◆ **Work instruction**
Each line from the start of the records through the line containing "pub const EFFECT_1: u8 = 12;" is to be transcribed exactly, and no other line is to be included.

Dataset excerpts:
/// Common MIDI CC numbers
pub mod cc {
    pub const BANK_SELECT_MSB: u8 = 0;
    pub const MOD_WHEEL: u8 = 1;
    pub const BREATH: u8 = 2;
    pub const FOOT_CONTROLLER: u8 = 4;
    pub const PORTAMENTO_TIME: u8 = 5;
    pub const DATA_ENTRY_MSB: u8 = 6;
    pub const VOLUME: u8 = 7;
    pub const BALANCE: u8 = 8;
    pub const PAN: u8 = 10;
    pub const EXPRESSION: u8 = 11;
    pub const EFFECT_1: u8 = 12;
    pub const EFFECT_2: u8 = 13;
    pub const BANK_SELECT_LSB: u8 = 32;
    pub const DATA_ENTRY_LSB: u8 = 38;
    pub const SUSTAIN: u8 = 64;
    pub const PORTAMENTO: u8 = 65;
    pub const SOSTENUTO: u8 = 66;
    pub const SOFT_PEDAL: u8 = 67;
    pub const LEGATO: u8 = 68;
    pub const HOLD_2: u8 = 69;
    pub const SOUND_VARIATION: u8 = 70;
    pub const RESONANCE: u8 = 71;
    pub const RELEASE_TIME: u8 = 72;
    pub const ATTACK_TIME: u8 = 73;
    pub const CUTOFF: u8 = 74;
    pub const DECAY_TIME: u8 = 75;
    pub const VIBRATO_RATE: u8 = 76;
    pub const VIBRATO_DEPTH: u8 = 77;
    pub const VIBRATO_DELAY: u8 = 78;
    pub const REVERB_SEND: u8 = 91;
    pub const TREMOLO: u8 = 92;
    pub const CHORUS_SEND: u8 = 93;
    pub const DETUNE: u8 = 94;
    pub const PHASER: u8 = 95;
    pub const DATA_INCREMENT: u8 = 96;
    pub const DATA_DECREMENT: u8 = 97;
    pub const NRPN_LSB: u8 = 98;
    pub const NRPN_MSB: u8 = 99;
    pub const RPN_LSB: u8 = 100;
    pub const RPN_MSB: u8 = 101;
    pub const ALL_SOUND_OFF: u8 = 120;
    pub const RESET_ALL_CONTROLLERS: u8 = 121;
    pub const LOCAL_CONTROL: u8 = 122;
    pub const ALL_NOTES_OFF: u8 = 123;
    pub const OMNI_OFF: u8 = 124;
    pub const OMNI_ON: u8 = 125;
    pub const MONO_ON: u8 = 126;
    pub const POLY_ON: u8 = 127;
}

/// Standard MIDI File meta-event type bytes (second byte after 0xFF)
pub mod meta {
    pub const SEQUENCE_NUMBER: u8 = 0x00;
    pub const TEXT: u8 = 0x01;
    pub const COPYRIGHT: u8 = 0x02;
    pub const TRACK_NAME: u8 = 0x03;
    pub const INSTRUMENT_NAME: u8 = 0x04;
    pub const LYRIC: u8 = 0x05;
    pub const MARKER: u8 = 0x06;
    pub const CUE_POINT: u8 = 0x07;
    pub const CHANNEL_PREFIX: u8 = 0x20;
    pub const END_OF_TRACK: u8 = 0x2F;
    pub const SET_TEMPO: u8 = 0x51;
    pub const SMPTE_OFFSET: u8 = 0x54;
    pub const TIME_SIGNATURE: u8 = 0x58;
    pub const KEY_SIGNATURE: u8 = 0x59;
    pub const SEQUENCER_SPECIFIC: u8 = 0x7F;
}

// ═══════════════════════════════════════════════════════════════════════════════
// MIDI EVENT TYPES
// ═══════════════════════════════════════════════════════════════════════════════

/// MIDI channel (0-15)
pub type MidiChannel = u8;

/// MIDI note number (0-127)
pub type NoteNumber = u8;

/// MIDI velocity (0-127)
pub type Velocity = u16;

/// MIDI controller number (0-127)
pub type ControllerNumber = u8;

/// MIDI controller value (0-127)
pub type ControllerValue = u16;

/// Note name helper
#[derive(Debug, Clone, Copy, PartialEq, Eq)]
pub enum NoteName {
    C, Cs, D, Ds, E, F, Fs, G, Gs, A, As, B,
}

impl NoteName {
    pub fn from_note(note: NoteNumber) -> (Self, i8) {
        let octave = (note as i8 / 12) - 1;
        let name = match note % 12 {
            0 => NoteName::C,
            1 => NoteName::Cs,
            2 => NoteName::D,
            3 => NoteName::Ds,
            4 => NoteName::E,
            5 => NoteName::F,
            6 => NoteName::Fs,
            7 => NoteName::G,
            8 => NoteName::Gs,
            9 => NoteName::A,
            10 => NoteName::As,
            11 => NoteName::B,
            _ => unreachable!(),
        };
        (name, octave)
    }

    pub fn to_note(self, octave: i8) -> NoteNumber {
        let base = match self {
            NoteName::C => 0,
            NoteName::Cs => 1,
            NoteName::D => 2,
            NoteName::Ds => 3,
            NoteName::E => 4,
            NoteName::F => 5,
            NoteName::Fs => 6,
            NoteName::G => 7,
            NoteName::Gs => 8,
            NoteName::A => 9,
            NoteName::As => 10,
            NoteName::B => 11,
        };
        ((octave + 1) * 12 + base) as u8
    }

    pub fn name(&self) -> &'static str {
        match self {
            NoteName::C => "C",
            NoteName::Cs => "C#",
            NoteName::D => "D",
            NoteName::Ds => "D#",
            NoteName::E => "E",
            NoteName::F => "F",
            NoteName::Fs => "F#",
            NoteName::G => "G",
            NoteName::Gs => "G#",
            NoteName::A => "A",
            NoteName::As => "A#",
            NoteName::B => "B",
        }
    }
}

/// MIDI event data
#[derive(Debug, Clone, Copy, PartialEq, Serialize, Deserialize)]
pub enum MidiEventData {
    /// Note Off (note, velocity)
    NoteOff {
        note: NoteNumber,
        velocity: Velocity,
    },
    /// Note On (note, velocity) - velocity 0 = note off
    NoteOn {
        note: NoteNumber,
        velocity: Velocity,
    },
    /// Polyphonic Key Pressure (aftertouch per note)
    PolyPressure {
        note: NoteNumber,
        pressure: u16,
    },
    /// Control Change
    ControlChange {
        controller: ControllerNumber,
        value: ControllerValue,
    },
    /// Program Change
    ProgramChange {
        program: u8,
    },
    /// Channel Pressure (aftertouch for whole channel)
    ChannelPressure {
        pressure: u16,
    },
    /// Pitch Bend (-8192 to +8191, center = 0)
    PitchBend {
        value: i16,
    },
    /// System Exclusive (reference to data buffer)
    SysEx {
        length: u32,
        /// Offset into external sysex buffer
        offset: u32,
    },
    /// MIDI Time Code Quarter Frame
    MtcQuarterFrame {
        data: u8,
    },
    /// Song Position Pointer
    SongPosition {
        position: u16,
    },
    /// Song Select
    SongSelect {
        song: u8,
    },
    /// Tune Request
    TuneRequest,
    /// Timing Clock
    TimingClock,
    /// Start
    Start,
    /// Continue
    Continue,
    /// Stop
    Stop,
    /// Active Sensing
    ActiveSensing,
    /// System Reset
    SystemReset,
}
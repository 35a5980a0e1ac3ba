//! rf-core: Shared types, traits, and utilities for the GM synthesis engine
//!
//! This crate provides the foundational types used across all of the
//! engine's crates: sample/time primitives, fixed-point arithmetic, the
//! MIDI event vocabulary, General MIDI bank/percussion constants, and the
//! shared error type.

mod error;
mod fixed;
mod gm;
mod midi;
mod sample;
mod time;

pub use error::*;
pub use fixed::*;
pub use gm::*;
pub use midi::*;
pub use sample::*;
pub use time::*;

/// Standard sample rate options
#[derive(Debug, Clone, Copy, PartialEq, Eq, serde::Serialize, serde::Deserialize)]
#[repr(u32)]
pub enum SampleRate {
    Hz22050 = 22050,
    Hz44100 = 44100,
    Hz48000 = 48000,
    Hz88200 = 88200,
    Hz96000 = 96000,
    Hz176400 = 176400,
    Hz192000 = 192000,
}

impl SampleRate {
    #[inline]
    pub fn as_f64(self) -> f64 {
        self as u32 as f64
    }

    #[inline]
    pub fn as_u32(self) -> u32 {
        self as u32
    }
}

impl Default for SampleRate {
    fn default() -> Self {
        Self::Hz44100
    }
}

/// Buffer size options
#[derive(Debug, Clone, Copy, PartialEq, Eq, serde::Serialize, serde::Deserialize)]
#[repr(u32)]
pub enum BufferSize {
    Samples64 = 64,
    Samples128 = 128,
    Samples256 = 256,
    Samples512 = 512,
    Samples1024 = 1024,
    Samples2048 = 2048,
}

impl BufferSize {
    #[inline]
    pub fn as_usize(self) -> usize {
        self as u32 as usize
    }

    /// Calculate latency in milliseconds
    #[inline]
    pub fn latency_ms(self, sample_rate: SampleRate) -> f64 {
        (self.as_usize() as f64 / sample_rate.as_f64()) * 1000.0
    }
}

impl Default for BufferSize {
    fn default() -> Self {
        Self::Samples512
    }
}

/// Channel configuration
#[derive(Debug, Clone, Copy, PartialEq, Eq, serde::Serialize, serde::Deserialize)]
pub enum ChannelConfig {
    Mono,
    Stereo,
}

impl Default for ChannelConfig {
    fn default() -> Self {
        Self::Stereo
    }
}

/// Decibel value wrapper
#[derive(Debug, Clone, Copy, PartialEq, serde::Serialize, serde::Deserialize)]
pub struct Decibels(pub f64);

impl Decibels {
    pub const ZERO: Self = Self(0.0);
    pub const NEG_INF: Self = Self(f64::NEG_INFINITY);

    #[inline]
    pub fn from_gain(gain: f64) -> Self {
        if gain <= 0.0 {
            Self::NEG_INF
        } else {
            Self(20.0 * gain.log10())
        }
    }

    #[inline]
    pub fn to_gain(self) -> f64 {
        if self.0 <= -144.0 {
            0.0
        } else {
            10.0_f64.powf(self.0 / 20.0)
        }
    }
}

impl Default for Decibels {
    fn default() -> Self {
        Self::ZERO
    }
}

◆ **Solution below**
/// Common MIDI CC numbers
pub mod cc {
    pub const BANK_SELECT_MSB: u8 = 0;
    pub const MOD_WHEEL: u8 = 1;
    pub const BREATH: u8 = 2;
    pub const FOOT_CONTROLLER: u8 = 4;
    pub const PORTAMENTO_TIME: u8 = 5;
    pub const DATA_ENTRY_MSB: u8 = 6;
    pub const VOLUME: u8 = 7;
    pub const BALANCE: u8 = 8;
    pub const PAN: u8 = 10;
    pub const EXPRESSION: u8 = 11;
    pub const EFFECT_1: u8 = 12;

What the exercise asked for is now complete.